Exercise requirements: How many lines in the data below contain the string "usize"? State that number only.

[Saved entries]
//! Compliance records, one per decision type.

use crate::domain::market::indicators::TechnicalIndicators;
use crate::domain::market::market_regime::{Regime, RegimeClassification};
use crate::domain::risk::risk_engine::RiskDecision;
use crate::domain::risk::state::RiskMetrics;
use crate::domain::risk::volatility_guard::VolatilityGuardStatus;
use crate::domain::trading::signal::StrategyKind;
use crate::domain::trading::trading_pair::TradingPair;
use crate::domain::trading::types::OrderSide;
use rust_decimal::Decimal;
use serde::{Deserialize, Serialize};

pub const MAX_EXPLANATION_CHARS: usize = 1000;

/// Cuts on a char boundary so multi-byte text never splits
pub fn truncate_explanation(explanation: &str) -> String {
    match explanation.char_indices().nth(MAX_EXPLANATION_CHARS) {
        Some((idx, _)) => explanation[..idx].to_string(),
        None => explanation.to_string(),
    }
}

#[derive(Debug, Clone, PartialEq, Serialize, Deserialize)]
pub struct RegimeAuditRecord {
    pub symbol: TradingPair,
    pub classification: RegimeClassification,
    pub indicators: TechnicalIndicators,
    pub explanation: String,
    pub timestamp: i64,
}

impl RegimeAuditRecord {
    pub fn new(
        symbol: TradingPair,
        classification: RegimeClassification,
        indicators: TechnicalIndicators,
        explanation: &str,
    ) -> Self {
        Self {
            symbol,
            timestamp: classification.timestamp,
            classification,
            indicators,
            explanation: truncate_explanation(explanation),
        }
    }
}

#[derive(Debug, Clone, PartialEq, Serialize, Deserialize)]
pub struct RiskAuditRecord {
    pub symbol: TradingPair,
    pub regime: Regime,
    pub metrics: RiskMetrics,
    pub decision: RiskDecision,
    pub explanation: String,
    pub timestamp: i64,
}

impl RiskAuditRecord {
    pub fn new(symbol: TradingPair, regime: Regime, metrics: RiskMetrics, decision: RiskDecision) -> Self {
        Self {
            symbol,
            regime,
            metrics,
            explanation: truncate_explanation(&decision.explanation),
            timestamp: decision.timestamp,
            decision,
        }
    }
}

#[derive(Debug, Clone, Copy, PartialEq, Eq, Serialize, Deserialize)]
#[serde(rename_all = "SCREAMING_SNAKE_CASE")]
pub enum TradeAction {
    Open,
    Close,
}

/// Only written for orders the exchange acknowledged
#[derive(Debug, Clone, PartialEq, Serialize, Deserialize)]
pub struct TradeAuditRecord {
    pub symbol: TradingPair,
    pub order_id: String,
    pub action: TradeAction,
    pub side: OrderSide,
    pub strategy: StrategyKind,
    pub size: Decimal,
    pub entry_price: Decimal,
    pub stop_loss: Option<Decimal>,
    pub take_profit: Option<Decimal>,
    pub explanation: String,
    pub timestamp: i64,
}

#[derive(Debug, Clone, PartialEq, Serialize, Deserialize)]
pub struct VolatilityAuditRecord {
    pub symbol: TradingPair,
    pub status: VolatilityGuardStatus,
    pub explanation: String,
    pub timestamp: i64,
}

impl VolatilityAuditRecord {
    pub fn new(symbol: TradingPair, status: VolatilityGuardStatus) -> Self {
        let explanation = if status.kill_switch_active {
            format!(
                "Kill-switch active: volatility {:.3}% vs threshold {}; new entries suspended",
                status.current_volatility,
                format_threshold(status.volatility_threshold)
            )
        } else if status.spike_detected {
            format!(
                "Volatility spike: {:.3}% above threshold {} ({} consecutive)",
                status.current_volatility,
                format_threshold(status.volatility_threshold),
                status.consecutive_spikes
            )
        } else {
            format!(
                "Volatility normal: {:.3}% (threshold {})",
                status.current_volatility,
                format_threshold(status.volatility_threshold)
            )
        };
        Self {
            symbol,
            timestamp: status.timestamp,
            status,
            explanation: truncate_explanation(&explanation),
        }
    }
}

fn format_threshold(threshold: Option<f64>) -> String {
    threshold.map_or_else(|| "n/a (warming up)".to_string(), |t| format!("{:.3}%", t))
}

/// Any record, as stored by audit sinks
#[derive(Debug, Clone, PartialEq, Serialize, Deserialize)]
#[serde(tag = "kind", rename_all = "snake_case")]
pub enum AuditEntry {
    Regime(RegimeAuditRecord),
    Risk(RiskAuditRecord),
    Trade(TradeAuditRecord),
    Volatility(VolatilityAuditRecord),
}

impl AuditEntry {
    pub fn kind(&self) -> &'static str {
        match self {
            AuditEntry::Regime(_) => "regime",
            AuditEntry::Risk(_) => "risk",
            AuditEntry::Trade(_) => "trade",
            AuditEntry::Volatility(_) => "volatility",
        }
    }

    pub fn symbol(&self) -> TradingPair {
        match self {
            AuditEntry::Regime(r) => r.symbol,
            AuditEntry::Risk(r) => r.symbol,
            AuditEntry::Trade(r) => r.symbol,
            AuditEntry::Volatility(r) => r.symbol,
        }
    }

    pub fn explanation(&self) -> &str {
        match self {
            AuditEntry::Regime(r) => &r.explanation,
            AuditEntry::Risk(r) => &r.explanation,
            AuditEntry::Trade(r) => &r.explanation,
            AuditEntry::Volatility(r) => &r.explanation,
        }
    }

    pub fn timestamp(&self) -> i64 {
        match self {
            AuditEntry::Regime(r) => r.timestamp,
            AuditEntry::Risk(r) => r.timestamp,
            AuditEntry::Trade(r) => r.timestamp,
            AuditEntry::Volatility(r) => r.timestamp,
        }
    }

    pub fn order_id(&self) -> Option<&str> {
        match self {
            AuditEntry::Trade(r) => Some(&r.order_id),
            _ => None,
        }
    }
}

#[cfg(test)]
mod tests {
    use super::*;

    #[test]
    fn test_truncate_explanation_respects_char_boundaries() {
        let long = "é".repeat(MAX_EXPLANATION_CHARS + 10);
        let cut = truncate_explanation(&long);
        assert_eq!(cut.chars().count(), MAX_EXPLANATION_CHARS);

        assert_eq!(truncate_explanation("short"), "short");
    }

    #[test]
    fn test_volatility_record_explains_kill_switch() {
        let record = VolatilityAuditRecord::new(
            TradingPair::BtcUsdt,
            VolatilityGuardStatus {
                spike_detected: true,
                anomaly_detected: true,
                kill_switch_active: true,
                current_volatility: 5.0,
                volatility_threshold: Some(1.5),
                consecutive_spikes: 3,
                timestamp: 7,
            },
        );
        assert!(record.explanation.starts_with("Kill-switch active"));
        assert_eq!(record.timestamp, 7);
        assert_eq!(AuditEntry::Volatility(record).kind(), "volatility");
    }
}
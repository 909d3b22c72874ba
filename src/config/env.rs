//! Typed reads over an environment-like key lookup.

use anyhow::{Result, anyhow};
use std::collections::HashMap;
use std::env;
use std::fmt::Display;
use std::str::FromStr;

/// Source of configuration values. `from_process` reads the real
/// environment; tests build one from a map.
pub struct EnvReader {
    lookup: Box<dyn Fn(&str) -> Option<String> + Send + Sync>,
}

impl EnvReader {
    pub fn from_process() -> Self {
        Self {
            lookup: Box::new(|key| env::var(key).ok()),
        }
    }

    pub fn from_map<K: Into<String>, V: Into<String>>(
        entries: impl IntoIterator<Item = (K, V)>,
    ) -> Self {
        let map: HashMap<String, String> = entries
            .into_iter()
            .map(|(k, v)| (k.into(), v.into()))
            .collect();
        Self {
            lookup: Box::new(move |key| map.get(key).cloned()),
        }
    }

    /// Trimmed value; empty counts as unset
    pub fn string(&self, key: &str) -> Option<String> {
        (self.lookup)(key)
            .map(|v| v.trim().to_string())
            .filter(|v| !v.is_empty())
    }

    pub fn parse<T>(&self, key: &str, default: T) -> Result<T>
    where
        T: FromStr,
        T::Err: Display,
    {
        match self.string(key) {
            Some(raw) => raw
                .parse::<T>()
                .map_err(|e| anyhow!("Failed to parse {}={:?}: {}", key, raw, e)),
            None => Ok(default),
        }
    }

    /// Accepts true/false/1/0/yes/no
    pub fn flag(&self, key: &str, default: bool) -> Result<bool> {
        match self.string(key).map(|v| v.to_lowercase()) {
            None => Ok(default),
            Some(v) => match v.as_str() {
                "true" | "1" | "yes" => Ok(true),
                "false" | "0" | "no" => Ok(false),
                _ => Err(anyhow!("Failed to parse {}={:?}: expected a boolean", key, v)),
            },
        }
    }

    /// Comma separated, blanks dropped
    pub fn list(&self, key: &str, default: &[&str]) -> Vec<String> {
        match self.string(key) {
            Some(raw) => raw
                .split(',')
                .map(|s| s.trim().to_string())
                .filter(|s| !s.is_empty())
                .collect(),
            None => default.iter().map(|s| s.to_string()).collect(),
        }
    }
}

#[cfg(test)]
mod tests {
    use super::*;

    #[test]
    fn test_missing_and_blank_keys_use_default() {
        let env = EnvReader::from_map([("INTERVAL_MS", "  ")]);
        assert_eq!(env.parse::<u64>("INTERVAL_MS", 60_000).unwrap(), 60_000);
        assert_eq!(env.parse::<u64>("OTHER", 7).unwrap(), 7);
    }

    #[test]
    fn test_parse_error_names_the_key() {
        let env = EnvReader::from_map([("CANDLE_LIMIT", "many")]);
        let err = env.parse::<usize>("CANDLE_LIMIT", 100).unwrap_err();
        assert!(err.to_string().contains("CANDLE_LIMIT"));
    }

    #[test]
    fn test_flag_and_list() {
        let env = EnvReader::from_map([("DRY_RUN", "No"), ("SYMBOLS", "BTCUSDT, ,eth/usdt")]);
        assert!(!env.flag("DRY_RUN", true).unwrap());
        assert_eq!(env.list("SYMBOLS", &[]), vec!["BTCUSDT", "eth/usdt"]);
        assert_eq!(env.list("MISSING", &["A"]), vec!["A"]);

        let bad = EnvReader::from_map([("DRY_RUN", "maybe")]);
        assert!(bad.flag("DRY_RUN", true).is_err());
    }
}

Output below: 2